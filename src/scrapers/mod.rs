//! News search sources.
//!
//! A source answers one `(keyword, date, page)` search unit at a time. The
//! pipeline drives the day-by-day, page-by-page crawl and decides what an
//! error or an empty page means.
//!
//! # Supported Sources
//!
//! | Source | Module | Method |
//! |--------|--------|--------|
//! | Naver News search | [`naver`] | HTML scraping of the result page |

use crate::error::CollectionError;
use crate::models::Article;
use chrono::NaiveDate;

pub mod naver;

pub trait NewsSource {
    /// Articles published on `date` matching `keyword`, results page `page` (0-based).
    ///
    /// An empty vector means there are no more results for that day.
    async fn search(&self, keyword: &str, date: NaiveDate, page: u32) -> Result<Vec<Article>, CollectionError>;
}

» Task to carry out
In the data above, which lines have "means"? Report each of them.

» Exercise answer
//! error or an empty page means.
    /// An empty vector means there are no more results for that day.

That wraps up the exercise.